Barch continued to focus on schizophrenia and coordinated a group of neuroscience researchers to use MRIs to identify and study subtle structural and functional differences in the brains of people with schizophrenia and their relatives. In 2008, Barch was appointed the director of the Silvio Conte Center for Neuroscience Research. In this new role, her research team began trying to identify the neurobiological disturbances in the brains of those with schizophrenia that make them unable to either retain pleasurable memories or to anticipate pleasurable experiences. Barch also became the co-principal investigator of a National Institute of Mental Health project to standardize measurements of cognitive deficits in schizophrenia. In October 2010, she was presented with a Distinguished Faculty Award as a faculty member who has "demonstrated a strong commitment to the intellectual and personal growth of their students."
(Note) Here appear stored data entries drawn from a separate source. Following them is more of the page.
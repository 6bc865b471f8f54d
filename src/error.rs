use thiserror::Error;

use crate::connector::{Operation, Resource};

#[derive(Error, Debug)]
pub enum Error {
    #[error("Unsupported combination: {resource} / {operation}")]
    UnsupportedCombination { resource: String, operation: String },

    #[error("Missing required parameter '{field}' for {resource} / {operation}")]
    MissingParameter {
        field: &'static str,
        resource: Resource,
        operation: Operation,
    },

    #[error("Invalid HTTP method: {method}")]
    InvalidMethod { method: String },

    #[error("Invalid JSON in {part}: {source}")]
    InvalidJson {
        part: &'static str,
        #[source]
        source: serde_json::Error,
    },

    #[error("Expected a JSON object for {part}")]
    NotAnObject { part: &'static str },

    #[error("HTTP request failed: {0}")]
    Http(#[from] reqwest::Error),

    #[error("YouTrack returned {status}: {body}")]
    Status { status: u16, body: String },
}

pub type Result<T> = std::result::Result<T, Error>;
//! The parameter-schema layer: which input fields exist, and under which
//! resource/operation combinations each one is required. The host's form
//! hides a field unless one of its combinations is selected, so presence
//! is checked here, before endpoint resolution, and an absent field is a
//! configuration error rather than a dangling lookup.

use serde::Serialize;

use super::params::ParameterSet;
use super::{Operation, Resource, ResourceSelection};
use crate::error::{Error, Result};

pub const PROJECT_ID: &str = "projectId";
pub const AGILE_ID: &str = "agileId";
pub const AGILE_ID_FOR_ISSUES: &str = "agileIdForIssues";
pub const SPRINT_ID: &str = "sprintId";
pub const ISSUE_ID: &str = "issueId";

pub struct FieldSpec {
    pub key: &'static str,
    pub label: &'static str,
    pub required_when: &'static [(Resource, Operation)],
}

impl FieldSpec {
    pub fn required_for(&self, selection: ResourceSelection) -> bool {
        self.required_when
            .iter()
            .any(|&(resource, operation)| {
                resource == selection.resource && operation == selection.operation
            })
    }
}

pub const FIELDS: &[FieldSpec] = &[
    FieldSpec {
        key: PROJECT_ID,
        label: "Project ID",
        required_when: &[(Resource::Agile, Operation::GetById)],
    },
    FieldSpec {
        key: AGILE_ID,
        label: "Agile ID",
        required_when: &[
            (Resource::Sprint, Operation::GetAll),
            (Resource::Sprint, Operation::GetById),
        ],
    },
    FieldSpec {
        key: AGILE_ID_FOR_ISSUES,
        label: "Agile ID",
        required_when: &[(Resource::Issue, Operation::GetAll)],
    },
    FieldSpec {
        key: SPRINT_ID,
        label: "Sprint ID",
        required_when: &[
            (Resource::Sprint, Operation::GetById),
            (Resource::Issue, Operation::GetAll),
        ],
    },
    FieldSpec {
        key: ISSUE_ID,
        label: "Issue ID",
        required_when: &[
            (Resource::Issue, Operation::GetById),
            (Resource::TimeTracking, Operation::GetAll),
            (Resource::TimeTracking, Operation::GetById),
        ],
    },
];

/// Keys required for the given selection, in schema order.
pub fn required_fields(selection: ResourceSelection) -> Vec<&'static str> {
    FIELDS
        .iter()
        .filter(|field| field.required_for(selection))
        .map(|field| field.key)
        .collect()
}

/// Check that every field the selection requires is present. Runs before
/// endpoint resolution so a missing parameter never reaches the resolver
/// and no HTTP call is issued for the record.
pub fn validate(selection: ResourceSelection, params: &ParameterSet) -> Result<()> {
    for key in required_fields(selection) {
        if params.get(key).is_none() {
            return Err(Error::MissingParameter {
                field: key,
                resource: selection.resource,
                operation: selection.operation,
            });
        }
    }
    Ok(())
}

#[derive(Debug, Serialize)]
pub struct Descriptor {
    pub resources: Vec<OptionSpec>,
    pub operations: Vec<OptionSpec>,
    pub fields: Vec<FieldDescriptor>,
}

#[derive(Debug, Serialize)]
pub struct OptionSpec {
    pub name: &'static str,
    pub value: &'static str,
}

#[derive(Debug, Serialize)]
pub struct FieldDescriptor {
    pub key: &'static str,
    pub label: &'static str,
    #[serde(rename = "requiredWhen")]
    pub required_when: Vec<SelectionRef>,
}

#[derive(Debug, Serialize)]
pub struct SelectionRef {
    pub resource: Resource,
    pub operation: Operation,
}

/// The selectable resources, operations, and conditional fields, in the
/// shape a host form can render.
pub fn descriptor() -> Descriptor {
    Descriptor {
        resources: vec![
            OptionSpec { name: "Agile", value: "agile" },
            OptionSpec { name: "Sprint", value: "sprint" },
            OptionSpec { name: "Issue", value: "issue" },
            OptionSpec { name: "Logged Time", value: "timeTracking" },
        ],
        operations: vec![
            OptionSpec { name: "Get Many", value: "getAll" },
            OptionSpec { name: "Get by ID", value: "getById" },
        ],
        fields: FIELDS
            .iter()
            .map(|field| FieldDescriptor {
                key: field.key,
                label: field.label,
                required_when: field
                    .required_when
                    .iter()
                    .map(|&(resource, operation)| SelectionRef {
                        resource,
                        operation,
                    })
                    .collect(),
            })
            .collect(),
    }
}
In 2013, Barch collaborated with Alan Ceaser to research about cognition in schizophrenia and core psychological and neutral mechanisms. They believe that there is a common action that will cause people to get schizophrenia. They can review the pattern of it by examining the context processing, working memory and episodic memory.

Barch is a Principal Investigator of the Human Connectome Project–Development, which aims to map the development of brain connectivity in healthy children. Barch is a deputy editor at Biological Psychiatry. She previously served as editor-in-chief of Cognitive, Affective and Behavioral Neuroscience. Barch is a member of the Society for Experimental Psychology and Cognitive Science.

In 2023 Barch was elected Fellow of the American Association for the Advancement of Science.